Milk is the unsung hero of any gym-goer’s fridge.
Kinda like Quincy Jones, the man behind Michael Jackson’s finest work. Or the guy who invented that “hide all posts” button on Facebook just before your friend started selling “detox tea”.
We all have that one friend who encourages us to ditch bodybuilding supplements and start chugging a pint of milk after the gym.
But do we listen?
Do we fuck.
We continue with whey, and the barrage of added extras we’ve combined it with over the years that leave us feeling like an undercover drugs mule while pulling our shaker from our locker.
After all, that friend usually also has a goatee, recommends eating raw beetroots, or “living like a caveman” (despite shopping at Tesco), so we drop this suggestion in the crazy bin.
But we shouldn’t.
Look, telling you that you can drink milk for protein pretty much violates every rule of muscle building magazines.
On those glossy pages, you’re told to spend your hard earned cash on every protein powder under the sun in your quest to look like that guy on the magazine cover (despite the fact that the main supplement he’s using is Vitamin S).
So please bear in mind that by saying “you could just drink milk for your protein” I’m leaving myself open to a sneak attack from a team of highly trained assassins with huge biceps.
But here’s the thing: I’m not saying you should replace whey with milk. I’m just saying it has certain situations where it is fucking brilliant (more on that in a moment).
Because milk is a great source of protein.
You see, the nutritional statistics for a 600ml serving of milk are:
- 20.4g protein
- 0.6g fat
- 30g carbohydrates
If you are a regular reader of my blog, you may remember me telling you that 20 grams of protein has been shown to provide optimal results of muscle protein synthesis (even compared to 40g), and 30 grams of carbs will perform as capably as a 90g serving.
So what we have here is damn near perfect post-workout nutrition for a hard weights session.
The amount of fat you obtain via milk depends on the type of milk you are drinking (low fat, organic, skimmed, semi-skimmed, whole).
Which type of milk is best for muscle growth?
Well, it’s all good.
The example I used above is skimmed milk, as it’s the one most people stock their fridge with.
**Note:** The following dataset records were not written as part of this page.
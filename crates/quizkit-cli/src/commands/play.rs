//! The `quizkit play` command.

use std::io::{self, BufRead, Write};
use std::path::PathBuf;
use std::sync::Arc;

use anyhow::Result;
use async_trait::async_trait;

use quizkit_core::controller::{clean_prefill_topic, QuizController, ResponseOutcome, SaveOutcome};
use quizkit_core::model::Question;
use quizkit_core::parser;
use quizkit_core::traits::{GenerateRequest, QuizGenerator};
use quizkit_providers::store::JsonFileStore;
use quizkit_providers::{create_generator, create_store, load_config_from, StoreConfig};

/// Replays previously generated quiz text from a file.
struct ReplayGenerator {
    path: PathBuf,
}

#[async_trait]
impl QuizGenerator for ReplayGenerator {
    fn name(&self) -> &str {
        "replay"
    }

    async fn generate(&self, _request: &GenerateRequest) -> anyhow::Result<String> {
        parser::load_raw(&self.path)
    }
}

pub async fn execute(
    topic: String,
    count: Option<u32>,
    input: Option<PathBuf>,
    no_save: bool,
    config_path: Option<PathBuf>,
) -> Result<()> {
    let config = load_config_from(config_path.as_deref())?;
    let count = count.unwrap_or(config.default_count);
    let topic = clean_prefill_topic(&topic);

    let replaying = input.is_some();
    let generator: Arc<dyn QuizGenerator> = match input {
        Some(path) => Arc::new(ReplayGenerator { path }),
        None => create_generator(&config)?,
    };
    let stores = create_store(&config)?;
    let mut controller = QuizController::new(generator.clone(), stores.scores);

    eprintln!("Generating {count} questions on \"{topic}\" via {}...", generator.name());
    match controller.generate(&topic, count).await? {
        ResponseOutcome::Applied => {}
        ResponseOutcome::Failed(message) => anyhow::bail!("{message}"),
        ResponseOutcome::Stale => anyhow::bail!("generation response was discarded"),
    }

    let Some(session) = controller.session() else {
        anyhow::bail!("no quiz session was created");
    };

    // The backend records generations itself; the local file needs it done here.
    if let (StoreConfig::File { path }, false, false) = (&config.store, replaying, no_save) {
        let response = match session.raw_text() {
            Some(raw) => raw.to_string(),
            None => serde_json::to_string(session.questions())?,
        };
        JsonFileStore::new(path.clone())
            .record_generation(&session.topic, count, &response)
            .await?;
    }

    if session.is_fallback() {
        println!("Could not parse any questions. Raw response:\n");
        println!("{}", session.raw_text().unwrap_or_default());
        return Ok(());
    }

    let questions: Vec<Question> = session.questions().to_vec();
    let total = questions.len();
    if total != count as usize {
        eprintln!("Note: requested {count} questions, got {total}.");
    }

    let stdin = io::stdin();
    let mut lines = stdin.lock().lines();

    for (index, question) in questions.iter().enumerate() {
        println!("\nQuestion {} of {total}", index + 1);
        println!("{}", question.text);
        for option in &question.options {
            println!("  {option}");
        }

        loop {
            print!("Choose a letter, or press Enter to check: ");
            io::stdout().flush()?;
            let Some(line) = lines.next() else {
                let answered = controller.session().map_or(0, |s| s.answered_count());
                println!("\nQuiz ended early: answered {answered} of {total}.");
                return Ok(());
            };
            let choice = line?.trim().to_string();

            if choice.is_empty() {
                match controller.reveal(index) {
                    Some(true) => {
                        println!("Correct! Well done.");
                        break;
                    }
                    Some(false) => {
                        println!("The correct answer is: {}", answer_label(question));
                        break;
                    }
                    None => println!("Select an option first."),
                }
                continue;
            }

            let letter = Question::option_letter(&choice);
            let option = question
                .options
                .iter()
                .find(|o| Question::option_letter(o) == letter);
            match option {
                Some(option) if controller.select(index, option) => {
                    println!("Selected: {option}");
                }
                _ => println!("No option '{choice}'."),
            }
        }
    }

    if let Some(session) = controller.session() {
        println!("\nScore: {}/{}", session.score(), session.total());
    }

    if no_save {
        println!("Score not saved (--no-save).");
        return Ok(());
    }

    loop {
        match controller.try_save_score().await {
            SaveOutcome::Saved(submission) => {
                println!("Score saved: {}/{}", submission.score, submission.total);
                break;
            }
            SaveOutcome::AlreadySaved => {
                println!("Score saved.");
                break;
            }
            SaveOutcome::InProgress | SaveOutcome::NotReady => break,
            SaveOutcome::Failed(message) => {
                println!("{message}");
                print!("Retry? [y/N]: ");
                io::stdout().flush()?;
                let retry = match lines.next() {
                    Some(line) => line?.trim().eq_ignore_ascii_case("y"),
                    None => false,
                };
                if !retry {
                    break;
                }
            }
        }
    }

    Ok(())
}

/// Uppercase answer letter, or a placeholder when the key is unknown.
fn answer_label(question: &Question) -> String {
    question
        .correct_letter
        .map(|c| c.to_uppercase().to_string())
        .unwrap_or_else(|| "unknown".to_string())
}
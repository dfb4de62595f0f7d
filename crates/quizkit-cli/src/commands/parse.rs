//! The `quizkit parse` command.

use std::path::PathBuf;

use anyhow::Result;

use quizkit_core::parser;

pub fn execute(input: PathBuf, count: Option<u32>, json: bool) -> Result<()> {
    let raw = parser::load_raw(&input)?;
    let questions = parser::parse(&raw);

    if json {
        println!("{}", serde_json::to_string_pretty(&questions)?);
        return Ok(());
    }

    if questions.is_empty() {
        println!("No questions could be parsed. Raw text follows:\n");
        println!("{raw}");
        return Ok(());
    }

    println!("Parsed {} question(s)", questions.len());
    for (i, question) in questions.iter().enumerate() {
        println!("\nQ{}. {}", i + 1, question.text);
        for option in &question.options {
            let marker = if question.is_correct_option(option) {
                "*"
            } else {
                " "
            };
            println!("  {marker} {option}");
        }
    }

    let warnings = parser::validate_questions(&questions, count);
    for w in &warnings {
        let prefix = w
            .question_index
            .map(|i| format!("  [Q{}]", i + 1))
            .unwrap_or_else(|| "  ".to_string());
        println!("{prefix} WARNING: {}", w.message);
    }
    if !warnings.is_empty() {
        println!("\n{} warning(s) found.", warnings.len());
    }

    Ok(())
}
Although some people suggest that milk with higher fat intake offers a slight improvement in protein synthesis, these improvements are not significant enough to worry about and are down to the fact that full fat milk contains more saturated fat, which is good for regulating key hormones involved in the muscle building process. Instead, I’d suggest that it’s more important to simply find a milk that you enjoy, and that fits your macronutrient requirements more suitably (i.e. there is no point consuming full fat milk for a very small improvement in protein synthesis if you don’t like the taste and the product makes you go over your daily fat intake).
Besides, you could offset those small benefits by just getting more saturated fat from your food instead.
Bring on the bacon!
But despite it’s clear muscle building benefits, milk is often shunned as a protein source.
Before the supplement industry really took off, milk was among the easiest ways to pack more protein into your daily diet, and a firm favourite among strength athletes and bodybuilders.
Really, it still is an easy way to pack protein into your diet.
It’s just that fitness industry is geared around supplements.
Although, a fair few old-school trainers still use it over whey protein. Heck, back in my early days of training I received this tip from former WWE Superstar The Ultimate Warrior. Face paint and all.
What a fucking beast he was.
Warrior would regularly support his rigorous training regime with a gallon of cold white glory.
Milk Vs Whey
So is milk better than a whey protein supplement for building muscle?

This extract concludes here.